Preprocessing of single cell multiplexed image data

Reading Data

SpatialTis prepared a preprocessing module to help you convert your data into AnnData. Currently, SpatialTis can read single cell information from multichannel image file with mask image prepared. For example, technology like Imaging mass cytometry (IMC) and Multiplexed ion beam imaging (MIBI). For other spatial single-cell technologies, it’s easy to transform your expression matrix into AnnData.

  • Input data must contain in one entry folder

  • Each ROI must store in separated sub-folders with its mask image

  • The structure must organized as your experiments.

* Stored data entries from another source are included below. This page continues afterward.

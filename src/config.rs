use serde::Deserialize;

const WIDTH_DEFAULT: f32 = 960.0;
const HEIGHT_DEFAULT: f32 = 640.0;
const BACKGROUND_DEFAULT: &str = "white";
const NODE_RADIUS_DEFAULT: f32 = 16.0;

/// Settings used when serializing a scene to SVG.
#[derive(Debug, Clone, PartialEq, Deserialize)]
#[serde(default)]
pub struct SceneConfig {
    pub width: f32,
    pub height: f32,
    pub background: String,
    pub node_radius: f32,
}

impl Default for SceneConfig {
    fn default() -> Self {
        Self {
            width: WIDTH_DEFAULT,
            height: HEIGHT_DEFAULT,
            background: BACKGROUND_DEFAULT.to_string(),
            node_radius: NODE_RADIUS_DEFAULT,
        }
    }
}

impl SceneConfig {
    /// Overlays `OXGRAPH_*` environment variables on top of `self`.
    pub fn with_env(self) -> Self {
        self.with_lookup(|key| std::env::var(key).ok())
    }

    fn with_lookup(mut self, lookup: impl Fn(&str) -> Option<String>) -> Self {
        if let Some(width) = lookup("OXGRAPH_WIDTH").and_then(|v| v.parse().ok()) {
            self.width = width;
        }
        if let Some(height) = lookup("OXGRAPH_HEIGHT").and_then(|v| v.parse().ok()) {
            self.height = height;
        }
        if let Some(background) = lookup("OXGRAPH_BACKGROUND").filter(|v| !v.trim().is_empty()) {
            self.background = background;
        }
        if let Some(radius) = lookup("OXGRAPH_NODE_RADIUS").and_then(|v| v.parse().ok()) {
            self.node_radius = radius;
        }
        self
    }
}

#[cfg(test)]
mod tests {
    use super::*;
    use std::collections::HashMap;

    #[test]
    fn missing_fields_fall_back_to_defaults() {
        let config: SceneConfig = serde_json::from_str(r#"{ "background": "black" }"#).unwrap();
        assert_eq!(config.background, "black");
        assert_eq!(config.width, WIDTH_DEFAULT);
        assert_eq!(config.node_radius, NODE_RADIUS_DEFAULT);
    }

    #[test]
    fn environment_overrides_ignore_unparsable_values() {
        let vars: HashMap<&str, &str> = HashMap::from([
            ("OXGRAPH_WIDTH", "1200"),
            ("OXGRAPH_HEIGHT", "tall"),
            ("OXGRAPH_BACKGROUND", "#111"),
        ]);
        let config = SceneConfig::default()
            .with_lookup(|key| vars.get(key).map(|value| value.to_string()));

        assert_eq!(config.width, 1200.0);
        assert_eq!(config.height, HEIGHT_DEFAULT);
        assert_eq!(config.background, "#111");
    }
}
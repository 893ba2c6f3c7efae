#[derive(Debug, Clone, PartialEq, Eq, thiserror::Error)]
pub enum Error {
    #[error("invalid state for '{entity}': {reason}")]
    InvalidState { entity: String, reason: &'static str },
    #[error("identity '{id}' is already in use")]
    InvalidIdentity { id: String },
    #[error("failed to render scene")]
    Render(#[from] std::fmt::Error),
}

#[derive(Debug, Clone, Copy, PartialEq, Eq)]
pub enum ErrorKind {
    InvalidState,
    InvalidIdentity,
    Render,
}

impl Error {
    pub fn invalid_state(entity: impl ToString, reason: &'static str) -> Self {
        Error::InvalidState {
            entity: entity.to_string(),
            reason,
        }
    }

    pub fn kind(&self) -> ErrorKind {
        match self {
            Error::InvalidState { .. } => ErrorKind::InvalidState,
            Error::InvalidIdentity { .. } => ErrorKind::InvalidIdentity,
            Error::Render(_) => ErrorKind::Render,
        }
    }
}

pub type Result<T> = std::result::Result<T, Error>;
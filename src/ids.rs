use serde::{Deserialize, Serialize};
use std::collections::HashSet;
use std::fmt;

use crate::{EDGE_ID_PREFIX, Error, NODE_ID_PREFIX, Result};

#[derive(Debug, Clone, PartialEq, Eq, Hash, PartialOrd, Ord, Serialize, Deserialize)]
#[serde(transparent)]
pub struct NodeId(String);

#[derive(Debug, Clone, PartialEq, Eq, Hash, PartialOrd, Ord, Serialize, Deserialize)]
#[serde(transparent)]
pub struct EdgeId(String);

impl NodeId {
    pub fn new(id: impl Into<String>) -> Self {
        Self(id.into())
    }

    pub fn as_str(&self) -> &str {
        &self.0
    }
}

impl EdgeId {
    pub fn new(id: impl Into<String>) -> Self {
        Self(id.into())
    }

    pub fn as_str(&self) -> &str {
        &self.0
    }
}

impl fmt::Display for NodeId {
    fn fmt(&self, f: &mut fmt::Formatter<'_>) -> fmt::Result {
        f.write_str(&self.0)
    }
}

impl fmt::Display for EdgeId {
    fn fmt(&self, f: &mut fmt::Formatter<'_>) -> fmt::Result {
        f.write_str(&self.0)
    }
}

/// Identity for a freshly allocated node.
#[derive(Debug, Clone, PartialEq, Eq)]
pub struct NodeIdentity {
    pub id: NodeId,
    pub label: String,
}

/// Diagram-scoped identity source.
///
/// Sequences only grow, so an id is never handed out twice by the same
/// allocator. The live counters track how many entities currently exist.
#[derive(Debug, Clone, Default)]
pub struct IdAllocator {
    node_sequence: u64,
    edge_sequence: u64,
    live_node_ids: HashSet<NodeId>,
    live_edges: usize,
}

impl IdAllocator {
    pub fn new() -> Self {
        Self::default()
    }

    /// Reserves a node identity, named when `name` is non-empty.
    ///
    /// Every successful allocation advances the node sequence, named or not.
    pub fn allocate_node(&mut self, name: Option<&str>) -> Result<NodeIdentity> {
        let identity = match name.filter(|name| !name.is_empty()) {
            Some(name) => {
                let id = NodeId(format!("{NODE_ID_PREFIX}{name}"));
                if self.live_node_ids.contains(&id) {
                    return Err(Error::InvalidIdentity { id: id.0 });
                }
                self.node_sequence += 1;
                NodeIdentity {
                    id,
                    label: name.to_string(),
                }
            }
            None => loop {
                self.node_sequence += 1;
                let label = self.node_sequence.to_string();
                let id = NodeId(format!("{NODE_ID_PREFIX}{label}"));
                if !self.live_node_ids.contains(&id) {
                    break NodeIdentity { id, label };
                }
            },
        };

        self.live_node_ids.insert(identity.id.clone());
        Ok(identity)
    }

    pub fn allocate_edge(&mut self) -> EdgeId {
        self.edge_sequence += 1;
        self.live_edges += 1;
        EdgeId(format!("{EDGE_ID_PREFIX}{}", self.edge_sequence))
    }

    pub fn release_node(&mut self, id: &NodeId) {
        self.live_node_ids.remove(id);
    }

    pub fn release_edge(&mut self) {
        self.live_edges = self.live_edges.saturating_sub(1);
    }

    pub fn is_node_live(&self, id: &NodeId) -> bool {
        self.live_node_ids.contains(id)
    }

    pub fn live_nodes(&self) -> usize {
        self.live_node_ids.len()
    }

    pub fn live_edges(&self) -> usize {
        self.live_edges
    }
}

#[cfg(test)]
mod tests {
    use super::*;

    #[test]
    fn unnamed_nodes_use_sequence_for_id_and_label() {
        let mut ids = IdAllocator::new();
        let first = ids.allocate_node(None).unwrap();
        let second = ids.allocate_node(Some("")).unwrap();

        assert_eq!(first.id.as_str(), "node_1");
        assert_eq!(first.label, "1");
        assert_eq!(second.id.as_str(), "node_2");
        assert_eq!(ids.live_nodes(), 2);
    }

    #[test]
    fn named_nodes_must_be_unique_while_live() {
        let mut ids = IdAllocator::new();
        let a = ids.allocate_node(Some("A")).unwrap();
        assert_eq!(a.id.as_str(), "node_A");
        assert_eq!(a.label, "A");

        let err = ids.allocate_node(Some("A")).unwrap_err();
        assert_eq!(err.kind(), crate::ErrorKind::InvalidIdentity);

        ids.release_node(&a.id);
        assert!(ids.allocate_node(Some("A")).is_ok(), "released names are reusable");
    }

    #[test]
    fn named_nodes_advance_the_sequence() {
        let mut ids = IdAllocator::new();
        ids.allocate_node(Some("A")).unwrap();
        ids.allocate_node(Some("B")).unwrap();
        let third = ids.allocate_node(None).unwrap();
        assert_eq!(third.id.as_str(), "node_3");
        assert_eq!(third.label, "3");
    }

    #[test]
    fn rejected_names_do_not_advance_the_sequence() {
        let mut ids = IdAllocator::new();
        ids.allocate_node(Some("A")).unwrap();
        assert!(ids.allocate_node(Some("A")).is_err());
        assert_eq!(ids.allocate_node(None).unwrap().id.as_str(), "node_2");
    }

    #[test]
    fn sequence_skips_ids_taken_by_names() {
        let mut ids = IdAllocator::new();
        ids.allocate_node(Some("2")).unwrap();
        let next = ids.allocate_node(None).unwrap();
        assert_eq!(next.id.as_str(), "node_3");
        assert_eq!(next.label, "3");
        assert!(ids.is_node_live(&NodeId::new("node_2")));
        assert!(ids.is_node_live(&next.id));
    }

    #[test]
    fn sequences_never_reuse_released_ids() {
        let mut ids = IdAllocator::new();
        let node = ids.allocate_node(None).unwrap();
        ids.release_node(&node.id);
        assert!(!ids.is_node_live(&node.id));
        assert_eq!(ids.allocate_node(None).unwrap().id.as_str(), "node_2");

        let edge = ids.allocate_edge();
        ids.release_edge();
        assert_eq!(edge.as_str(), "edge_1");
        assert_eq!(ids.allocate_edge().as_str(), "edge_2");
        assert_eq!(ids.live_edges(), 1);
    }
}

Let’s say your file structure look like this:

Data
├── Patient1
│   ├── Sample1
│   │   ├── ROI1
│   │   ├── ROI2
│   ├──Sample2
│   │   ├── ROI1
│   │   ├── ROI2
│   └──Sample3
│       ├── ROI1
│       └── ROI2
├── Patient2
├── Patient3
└── ...

In each one of the ROI folders contains two data files:

  • One mask image file

  • One stacked channels image file

There should always be a mask image that tells SpatialTis how each cell looks like, SpatialTis CAN’T do segmentation.

If you image channels are stored in separated images, like below:

ROI1
├── Patient1_Body_ROI1_Dy161_CD20.tiff
├── Patient1_Body_ROI1_Dy162_CD8.tiff
├── Patient1_Body_ROI1_Dy164_CD99.tiff
├── Patient1_Body_ROI1_Er166_NFkB.tiff
├── ...
└── Patient1_Body_ROI1_mask.tiff

Please stacked them into single image file, your folder should eventually look like this:

ROI1
├── stacked.tiff
├── Patient1_Body_ROI1_mask.tiff
└── ...

First we need to specific the path of the entry folder of our data:

entry = '/Data'

And then, we need to describe how the experiment is designed. The names should be corresponded to each level of the folder, if you look back to the file tree that we show before, it’s easy to understand:

obs_name = ['Patient', 'Sample', 'ROI']

Another information is the markers data, it needs to be stored into a dataframe. This allow you to add as many columns as you want, for example you can add an extra “channels” columns. But remember the order of your markers must align with the layers’ order in your image file. Either following the order of channels or pages, depends on the structure of your .tiff:

channels = ['Dy161', 'Dy162', 'Dy164', 'Er166', ...]
markers = ['CD20', 'CD8', 'CD99', 'NFkB', ...]
var = pd.DataFrame({"channels":channels, "markers":markers})

Now, let’s read it out:

data = read_ROIs(entry, obs_name, var,
                 mask_pattern="mask", img_pattern="stacked")

You must noticed that there are another two arguments, mask_pattern allows you to tell SpatialTis which file is the mask image, in our example, file name contains “mask” will be used as mask image. The same for img_pattern, so if you have other files in the same directory, this will help SpatialTis identify which is mask image and which is data image.

Finally, we can start processing your images into anndata, the speed is related to the size of your image, in my own test an 1000*1000 ROI from IMC data takes ~15s:

data = data.to_anndata()

If you have a large dataset, you can set mp=True to enable parallel processing:

data = data.to_anndata(mp=True)

The default methods to determine the cell shape is “convex hull”, another option is “concave hull” (Determine cell shape). Although “concave hull” is going to give you more accurate shape, i strongly recommend using “convex hull”.

After the processing, make sure to save your data on the disk:

data.write(filename="sample.h5ad")

Let’s see what’s in the data:

print(data)
"""
AnnData object with n_obs × n_vars = 152037 × 36
    obs: 'Patient', 'Sample', 'ROI', 'area', 'cell_shape', 'centroid', 'eccentricity'
    var: 'channels', 'markers'
"""

This means there are 152037 cells with 36 markers. In the obs field, ‘Patients, ‘Sample’, ‘ROI’ are the names for different experiment condition, ‘area’, ‘cell_shape’, ‘centroid’, ‘eccentricity’ is calculated by SpatialTis.